Lithium-sulfur batteries are hailed as the "next generation" for the amount of power they can hold compared to conventional lithium-ion ones. However, they have one major Achilles heel: they don't last long. 

EV battery
(Photo : Sebastian Kahnert/picture alliance via Getty Images)
08 June 2021, Saxony, Dresden: A Volkswagen employee wires the battery on a line for the VW ID.3 during a press tour of Volkswagen's Transparent Factory. 35 all-electric vehicles are produced daily at the Dresden site.

However, some scientists might've found a way to solve that problem. ABC News Australia recently reported that modern lithium-sulfur batteries could, according to researchers, be more efficient and cheaper to make just by adding sugar. 

Yes, you read that right: the one thing that makes your coffee not taste like dirt could be used to improve electronic devices in the near future.
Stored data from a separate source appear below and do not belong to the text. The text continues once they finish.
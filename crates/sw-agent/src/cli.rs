use crate::gateway::{AgentGateway, ChatGateway};
use crate::types::{AgentError, AgentEvent, AgentMode, ChatSignal, PromptRequest};
use serde::Deserialize;
use std::path::Path;
use std::process::Stdio;
use tokio::io::{AsyncBufReadExt, AsyncReadExt, BufReader};
use tokio::process::Command;
use tokio::sync::mpsc;

const EVENT_BUFFER: usize = 256;
const STDERR_LIMIT: usize = 8 * 1024;

/// One line of the agent's stream-json output.
#[derive(Debug, Deserialize)]
struct StreamLine {
    #[serde(rename = "type")]
    kind: String,
    #[serde(default)]
    content: Option<String>,
    #[serde(default)]
    cost: Option<f64>,
    #[serde(default)]
    message: Option<String>,
}

/// Gateway over the external coding-agent CLI. Each `execute_prompt` call
/// spawns one subprocess and a reader task that forwards decoded events until
/// the process exits or the receiver is dropped.
#[derive(Clone)]
pub struct CliAgent {
    argv: Vec<String>,
}

impl CliAgent {
    pub fn new(command: &str) -> Result<Self, AgentError> {
        let argv = shell_words::split(command).map_err(|err| AgentError::InvalidCommand {
            message: err.to_string(),
        })?;
        if argv.is_empty() {
            return Err(AgentError::InvalidCommand {
                message: "agent command empty".to_string(),
            });
        }
        Ok(Self { argv })
    }

    fn permission_mode(mode: AgentMode) -> &'static str {
        match mode {
            AgentMode::Ask => "ask",
            AgentMode::Build => "acceptEdits",
        }
    }
}

impl AgentGateway for CliAgent {
    fn execute_prompt(
        &self,
        request: PromptRequest,
    ) -> Result<mpsc::Receiver<AgentEvent>, AgentError> {
        let (program, args) =
            self.argv
                .split_first()
                .ok_or_else(|| AgentError::InvalidCommand {
                    message: "agent command empty".to_string(),
                })?;

        let mut command = Command::new(program);
        command
            .args(args)
            .arg("--print")
            .arg(&request.prompt)
            .args(["--output-format", "stream-json"])
            .args(["--session-id", &request.session_id])
            .args(["--permission-mode", Self::permission_mode(request.mode)])
            .current_dir(&request.working_dir)
            .stdin(Stdio::null())
            .stdout(Stdio::piped())
            .stderr(Stdio::piped())
            .kill_on_drop(true);
        if let Some(resume) = &request.resume_session_id {
            command.args(["--resume", resume]);
        }

        let mut child = command.spawn().map_err(|err| AgentError::SpawnFailed {
            message: err.to_string(),
        })?;

        let stdout = child.stdout.take().ok_or_else(|| AgentError::SpawnFailed {
            message: "agent stdout not captured".to_string(),
        })?;
        let stderr = child.stderr.take();

        let (tx, rx) = mpsc::channel(EVENT_BUFFER);
        let session_id = request.session_id.clone();
        tokio::spawn(async move {
            let mut lines = BufReader::new(stdout).lines();
            let mut saw_terminal = false;
            loop {
                match lines.next_line().await {
                    Ok(Some(line)) => {
                        let line = line.trim();
                        if line.is_empty() {
                            continue;
                        }
                        let Ok(decoded) = serde_json::from_str::<StreamLine>(line) else {
                            tracing::debug!(%session_id, "skipping undecodable agent line");
                            continue;
                        };
                        let event = match decoded.kind.as_str() {
                            "text" => AgentEvent::Text {
                                content: decoded.content.unwrap_or_default(),
                            },
                            "complete" => {
                                saw_terminal = true;
                                AgentEvent::Complete {
                                    cost: decoded.cost.unwrap_or(0.0),
                                }
                            }
                            "error" => {
                                saw_terminal = true;
                                AgentEvent::Error {
                                    message: decoded
                                        .message
                                        .or(decoded.content)
                                        .unwrap_or_else(|| "agent error".to_string()),
                                }
                            }
                            _ => continue,
                        };
                        if tx.send(event).await.is_err() {
                            // Consumer went away; kill_on_drop reaps the child.
                            return;
                        }
                    }
                    Ok(None) => break,
                    Err(err) => {
                        let _ = tx
                            .send(AgentEvent::Error {
                                message: format!("agent stream read failed: {err}"),
                            })
                            .await;
                        return;
                    }
                }
            }

            let status = child.wait().await;
            let failed = !matches!(&status, Ok(s) if s.success());
            if failed && !saw_terminal {
                let detail = match stderr {
                    Some(mut stderr) => {
                        let mut buf = vec![0u8; STDERR_LIMIT];
                        let read = stderr.read(&mut buf).await.unwrap_or(0);
                        buf.truncate(read);
                        String::from_utf8_lossy(&buf).trim().to_string()
                    }
                    None => String::new(),
                };
                let message = if detail.is_empty() {
                    format!("agent exited with {status:?}")
                } else {
                    detail
                };
                let _ = tx.send(AgentEvent::Error { message }).await;
            }
        });

        Ok(rx)
    }
}

/// Chat-send surface backed by the same CLI, always a fresh session in the
/// requested capability mode. The caller only observes terminal signals.
#[derive(Clone)]
pub struct CliChat {
    agent: CliAgent,
}

impl CliChat {
    pub fn new(agent: CliAgent) -> Self {
        Self { agent }
    }
}

impl ChatGateway for CliChat {
    fn send_message(
        &self,
        project_id: &str,
        working_dir: &Path,
        content: &str,
        mode: AgentMode,
    ) -> Result<mpsc::Receiver<ChatSignal>, AgentError> {
        let request = PromptRequest {
            working_dir: working_dir.to_path_buf(),
            prompt: content.to_string(),
            session_id: format!("chat-{}", ulid_like()),
            resume_session_id: None,
            mode,
        };
        let mut events = self.agent.execute_prompt(request)?;

        let (tx, rx) = mpsc::channel(4);
        let project = project_id.to_string();
        tokio::spawn(async move {
            while let Some(event) = events.recv().await {
                if let AgentEvent::Error { message } = event {
                    tracing::warn!(project_id = %project, %message, "chat agent run failed");
                    let _ = tx.send(ChatSignal::Failed { message }).await;
                    return;
                }
            }
            let _ = tx.send(ChatSignal::Completed).await;
        });
        Ok(rx)
    }
}

fn ulid_like() -> u128 {
    std::time::SystemTime::now()
        .duration_since(std::time::UNIX_EPOCH)
        .map(|d| d.as_nanos())
        .unwrap_or_default()
}

#[cfg(test)]
mod tests {
    use super::*;

    #[test]
    fn rejects_empty_command() {
        assert!(CliAgent::new("").is_err());
    }

    #[test]
    fn splits_command_shell_style() {
        let agent = CliAgent::new("my-agent --flag 'a b'").expect("valid");
        assert_eq!(agent.argv, vec!["my-agent", "--flag", "a b"]);
    }

    #[tokio::test]
    async fn spawn_failure_surfaces_as_error() {
        let agent = CliAgent::new("/nonexistent/sw-agent-test-binary").expect("valid");
        let result = agent.execute_prompt(PromptRequest {
            working_dir: std::env::temp_dir(),
            prompt: "hello".to_string(),
            session_id: "s1".to_string(),
            resume_session_id: None,
            mode: AgentMode::Ask,
        });
        assert!(matches!(result, Err(AgentError::SpawnFailed { .. })));
    }

    #[tokio::test]
    async fn decodes_stream_lines_from_real_subprocess() {
        // Use a shell as a stand-in agent that emits the stream contract.
        let agent = CliAgent::new(
            r#"sh -c 'printf "%s\n%s\n" "{\"type\":\"text\",\"content\":\"hi\"}" "{\"type\":\"complete\",\"cost\":0.5}"' --"#,
        )
        .expect("valid");
        let mut rx = agent
            .execute_prompt(PromptRequest {
                working_dir: std::env::temp_dir(),
                prompt: "ignored".to_string(),
                session_id: "s2".to_string(),
                resume_session_id: None,
                mode: AgentMode::Ask,
            })
            .expect("spawned");

        let mut texts = Vec::new();
        let mut cost = None;
        while let Some(event) = rx.recv().await {
            match event {
                AgentEvent::Text { content } => texts.push(content),
                AgentEvent::Complete { cost: c } => cost = Some(c),
                AgentEvent::Error { .. } => {}
            }
        }
        assert_eq!(texts, vec!["hi".to_string()]);
        assert_eq!(cost, Some(0.5));
    }
}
Furthermore, the efficiency improvements could be big enough to enable electric vehicles to drive from Melbourne to Sydney on just a single charge. 

Here's a bit of perspective for you: a car drive from Melbourne to Sydney will take over 9 hours to complete. That's like driving from Los Angeles to Utah non-stop, at a distance of over 540 miles. For an EV to complete that roadtrip on a single charge is incredibly amazing. 

That's because lithium-sulfur batteries have the capacity to store two to five times more power per kilogram (2 lbs) than their lithium-ion counterparts. 

Lithium-Sulfur Batteries: An Improbable Solution 

Contrary to what you might believe, lithium-sulfur batteries aren't exactly new tech. The technology that allows the manufacture of these batteries has been talked about within the scientific field for years now, even as far back as 2015. 

The durability problems of such a battery had already been evident by that time, too, which is why a team of researchers from the Monash University in Melbourne looked for and eventually found an answer in a 30-year-old geochemistry paper: sugar. 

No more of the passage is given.